Kampilya Nagar is an extraordinary heritage city dotted with Vedic Period temples and religious structures. This ancient city was coveted by successive Muslim invaders from the 10th century for its precious stones, jewels, gold and grand temples. The city owes its glorious name to the Panchala Kingdom and specifically Raja Drupad and Divya Janani Draupadi.
As one takes a stroll around this city of great antiquity, one gets glimpses of its rich history. Ruins of Raja Drupad’s Fort, bathing ghats and quarters, dharmashalas, granaries, stables, goshala and others of the Mahabharat Period are still visible in pockets of Kampilya.
Sanskrit scholars and historians have deduced that Kampilya’s greatest contribution was its intellectual prowess. Historically, this has been the revered land of Rishis, saints, yogis, tapasvis, philanthropists, wise kings and accomplished women.
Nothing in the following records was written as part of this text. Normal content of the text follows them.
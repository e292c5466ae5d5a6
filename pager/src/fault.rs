//! Page failures, their fault words, and the unwind signal which
//! abandons the current instruction.
use std::error::Error;
use std::fmt::{self, Display, Formatter};

use serde::Serialize;

use base::prelude::*;

use crate::config::FaultWordFormat;
use crate::diagnostics::ReferenceDiagnostics;
use crate::types::{AccessKind, Map, Mode};

/// Describes why a translation failed.
///
/// The hardware exposes only a few bits of this to the faulting
/// program; the rest is for logging.
#[derive(Debug, PartialEq, Eq, Hash, Clone, Copy, PartialOrd, Ord, Serialize)]
pub enum FaultKind {
    /// The page is not accessible at all.
    AccessDenied,
    /// A write to a page which is accessible but not writable.
    WriteProtected,
    /// An executive-context (public) reference to a private page.
    Proprietary,
    /// A table, or the final page, lies beyond configured memory.
    NonExistentMemory,
    /// A section number which cannot be mapped.
    IllegalSection,
    /// A pointer names a page which is not in core.
    NotInCore,
    /// An undefined pointer type, or an indirect chain which never
    /// ends.
    IllegalPointer,
    /// The core status table says the page has been aged out.
    Aged,
    /// The reference matched the armed address break.
    AddressBreak,
}

impl FaultKind {
    pub const fn all_fault_kinds() -> [FaultKind; 9] {
        [
            FaultKind::AccessDenied,
            FaultKind::WriteProtected,
            FaultKind::Proprietary,
            FaultKind::NonExistentMemory,
            FaultKind::IllegalSection,
            FaultKind::NotInCore,
            FaultKind::IllegalPointer,
            FaultKind::Aged,
            FaultKind::AddressBreak,
        ]
    }

    /// The KL10 hard failure code (bits 1-5 of the fault word), if
    /// this kind has one.
    fn kl_hard_code(&self) -> Option<u64> {
        match self {
            FaultKind::Proprietary => Some(0o21),
            FaultKind::AddressBreak => Some(0o23),
            FaultKind::IllegalSection => Some(0o24),
            FaultKind::NonExistentMemory => Some(0o36),
            _ => None,
        }
    }

    fn ks_is_hard(&self) -> bool {
        matches!(self, FaultKind::NonExistentMemory)
    }
}

impl Display for FaultKind {
    fn fmt(&self, f: &mut Formatter<'_>) -> Result<(), fmt::Error> {
        f.write_str(match self {
            FaultKind::AccessDenied => "access-denied",
            FaultKind::WriteProtected => "write-protected",
            FaultKind::Proprietary => "proprietary",
            FaultKind::NonExistentMemory => "non-existent-memory",
            FaultKind::IllegalSection => "illegal-section",
            FaultKind::NotInCore => "not-in-core",
            FaultKind::IllegalPointer => "illegal-pointer",
            FaultKind::Aged => "aged",
            FaultKind::AddressBreak => "address-break",
        })
    }
}

#[derive(Debug)]
pub struct UnknownFaultKind(String);

impl Display for UnknownFaultKind {
    fn fmt(&self, f: &mut Formatter<'_>) -> Result<(), fmt::Error> {
        write!(f, "unknown fault kind '{}'", self.0)
    }
}

impl Error for UnknownFaultKind {}

impl TryFrom<&str> for FaultKind {
    type Error = UnknownFaultKind;
    fn try_from(s: &str) -> Result<FaultKind, UnknownFaultKind> {
        FaultKind::all_fault_kinds()
            .into_iter()
            .find(|k| k.to_string() == s)
            .ok_or_else(|| UnknownFaultKind(s.to_owned()))
    }
}

/// The rights accumulated by a page-table walk.  On failure, these
/// are the rights found before the walk stopped.
#[derive(Debug, Clone, Copy, Default, PartialEq, Eq, Serialize)]
pub struct Rights {
    pub accessible: bool,
    pub writable: bool,
    pub public: bool,
    pub cacheable: bool,
}

impl Rights {
    pub const ALL: Rights = Rights {
        accessible: true,
        writable: true,
        public: true,
        cacheable: true,
    };

    pub fn read_only(self) -> Rights {
        Rights {
            writable: false,
            ..self
        }
    }
}

#[derive(Debug, Clone, Copy, PartialEq, Eq, Serialize)]
pub enum FailingAddress {
    Virtual(VirtualAddress),
    Physical(PhysicalAddress),
}

impl FailingAddress {
    fn bits(&self) -> u64 {
        match self {
            FailingAddress::Virtual(va) => u64::from(va.bits()),
            FailingAddress::Physical(pa) => u64::from(pa.bits()),
        }
    }
}

impl Display for FailingAddress {
    fn fmt(&self, f: &mut Formatter<'_>) -> Result<(), fmt::Error> {
        match self {
            FailingAddress::Virtual(va) => write!(f, "virtual address {va}"),
            FailingAddress::Physical(pa) => write!(f, "physical address {pa}"),
        }
    }
}

/// Everything known about one page failure.
#[derive(Debug, Clone, PartialEq, Eq, Serialize)]
pub struct FaultDescriptor {
    pub address: FailingAddress,
    pub mode: Mode,
    pub access: AccessKind,
    pub map: Map,
    pub kind: FaultKind,
    pub rights: Rights,
    pub cause: String,
}

impl Display for FaultDescriptor {
    fn fmt(&self, f: &mut Formatter<'_>) -> Result<(), fmt::Error> {
        write!(
            f,
            "{} failure on {} {} of {} via the {} map: {}",
            self.kind, self.mode, self.access, self.address, self.map, self.cause
        )
    }
}

impl FaultDescriptor {
    const USER: u64 = bit(0);
    const HARD: u64 = bit(1);
    const ACCESSIBLE: u64 = bit(2);
    const WRITABLE: u64 = bit(3);
    const WRITE_REFERENCE: u64 = bit(5);
    const PUBLIC: u64 = bit(6);
    const CACHEABLE: u64 = bit(7);
    const PAGED: u64 = bit(8);

    /// Build the page-fail word which is stored in the process table.
    ///
    /// KS10 format: bit 0 user, bit 1 hard, bit 2 A, bit 3 W, bit 5
    /// write reference, bit 8 paged, bits 14-35 address.  A hard
    /// failure carries code 36 in bits 0-5.
    ///
    /// KL10 format: bit 0 user, bit 2 A, bit 3 W, bit 5 write
    /// reference, bit 6 P, bit 7 C, bit 8 paged, bits 13-35 address.
    /// A hard failure carries its code in bits 1-5 instead of the
    /// A, W and write reference bits.
    ///
    /// Failures which have no hard code of their own are reported as
    /// soft failures with the rights as the walk found them.  This is
    /// a best guess; a program cannot always tell such failures
    /// apart.
    pub fn fault_word(&self, format: FaultWordFormat) -> Unsigned36Bit {
        let mut w = Unsigned36Bit::ZERO;
        if self.mode == Mode::User {
            w = w | Self::USER;
        }
        if self.map != Map::Physical {
            w = w | Self::PAGED;
        }
        let soft_bits = || {
            let mut bits = 0;
            if self.rights.accessible {
                bits |= Self::ACCESSIBLE;
            }
            if self.rights.writable {
                bits |= Self::WRITABLE;
            }
            if self.access.is_write() {
                bits |= Self::WRITE_REFERENCE;
            }
            bits
        };
        match format {
            FaultWordFormat::Ks => {
                let w = with_field(w, 14, 35, self.address.bits());
                if self.kind.ks_is_hard() {
                    with_field(w, 0, 5, 0o36)
                } else {
                    w | soft_bits()
                }
            }
            FaultWordFormat::Kl => {
                let mut w = with_field(w, 13, 35, self.address.bits());
                if self.rights.public {
                    w = w | Self::PUBLIC;
                }
                if self.rights.cacheable {
                    w = w | Self::CACHEABLE;
                }
                match self.kind.kl_hard_code() {
                    Some(code) => with_field(w, 1, 5, code),
                    None => w | soft_bits(),
                }
            }
        }
    }

    /// The result word of a MAP probe which failed: the fault word,
    /// with the failure bit set.
    pub fn probe_failure_word(&self, format: FaultWordFormat) -> Unsigned36Bit {
        self.fault_word(format) | Self::HARD
    }
}

/// The result word of a successful MAP probe: the rights found, the
/// paged bit and the physical address.
pub fn probe_success_word(
    rights: Rights,
    paged: bool,
    addr: PhysicalAddress,
) -> Unsigned36Bit {
    let mut w = with_field(Unsigned36Bit::ZERO, 14, 35, u64::from(addr.bits()));
    for (present, mask) in [
        (rights.accessible, FaultDescriptor::ACCESSIBLE),
        (rights.writable, FaultDescriptor::WRITABLE),
        (rights.public, FaultDescriptor::PUBLIC),
        (rights.cacheable, FaultDescriptor::CACHEABLE),
        (paged, FaultDescriptor::PAGED),
    ] {
        if present {
            w = w | mask;
        }
    }
    w
}

/// Situations which the hardware could never have reached cleanly,
/// and which therefore stop the machine.
#[derive(Debug, Clone, PartialEq, Eq)]
pub enum Anomaly {
    /// A page failure while delivering an interrupt, on a generation
    /// which cannot report it.
    FaultDuringInterruptDelivery {
        fault: FaultDescriptor,
        diagnostics: ReferenceDiagnostics,
    },
    /// The same instruction kept hitting the address break.
    AddressBreakStorm {
        hits: u32,
        diagnostics: ReferenceDiagnostics,
    },
    /// The trap vector in the user process table could not be
    /// reached.
    TrapVectorUnreachable {
        address: PhysicalAddress,
        fault: FaultDescriptor,
    },
}

impl Display for Anomaly {
    fn fmt(&self, f: &mut Formatter<'_>) -> Result<(), fmt::Error> {
        match self {
            Anomaly::FaultDuringInterruptDelivery { fault, diagnostics } => write!(
                f,
                "page failure during interrupt delivery ({fault}) at {diagnostics}"
            ),
            Anomaly::AddressBreakStorm { hits, diagnostics } => write!(
                f,
                "{hits} consecutive address breaks at {diagnostics}"
            ),
            Anomaly::TrapVectorUnreachable { address, fault } => write!(
                f,
                "page-fail trap vector at {address} is non-existent memory, while reporting {fault}"
            ),
        }
    }
}

impl Error for Anomaly {}

/// Abandons the current instruction.  The execution loop catches
/// this at its per-instruction boundary.
#[derive(Debug, Clone, PartialEq, Eq)]
pub enum Unwind {
    /// A page-fail trap was delivered; the new PC and flags have
    /// already been loaded.
    PageFail(FaultDescriptor),
    /// A page failure during interrupt delivery was recorded as a
    /// status condition; resume the interrupt sequence.
    ResumeInterrupt,
    /// Fatal stop.
    Halt(Anomaly),
}

impl Display for Unwind {
    fn fmt(&self, f: &mut Formatter<'_>) -> Result<(), fmt::Error> {
        match self {
            Unwind::PageFail(fault) => write!(f, "page-fail trap: {fault}"),
            Unwind::ResumeInterrupt => {
                f.write_str("page failure during interrupt delivery; resuming interrupt")
            }
            Unwind::Halt(anomaly) => write!(f, "halted: {anomaly}"),
        }
    }
}

impl Error for Unwind {}

impl From<Anomaly> for Unwind {
    fn from(anomaly: Anomaly) -> Unwind {
        Unwind::Halt(anomaly)
    }
}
Several rare manuscripts, commentaries and scriptural texts have been written in this holy land.
Unfortunately, many temples of the Vedic Period, Satya Yuga, Treta Yuga and Dwapura Yuga are in shambles today and in such an appalling condition that one wonders whether this was really the land of wealth and prosperity as extolled in the Mahabharat.
One of the lesser-known temples of immense spiritual potency is the Kaleshwar Nath Mandir. According to the Hindu scriptures, after Draupadi’s Swayamwara, the truth about her tapas (penance and austerities) was revealed to Kunti Mata and the Pancha Pandavas. She was to be blessed with five husbands as per the boon she received. This revelation led to her being married to the Pandavas individually.
However, just like Lord Krishna is known as Anadi Brahmachari, Jagad Janani Draupadi is one of the Panchakanyas, an esteemed woman known for her chastity and purity. Draupadi’s birth from a yagna kundam made her spotless and this fire of knowledge and wisdom protected her even during the harrowing incident in the royal court.
Historical records state that the Kaleshwar Nath Mandir was consecrated by Draupadi after the Swayamwara. Each Pandava is looked upon as Lord Shiva and therefore, this temple has been built as an acceptance of her past connection with Lord Krishna and Lord Shankar.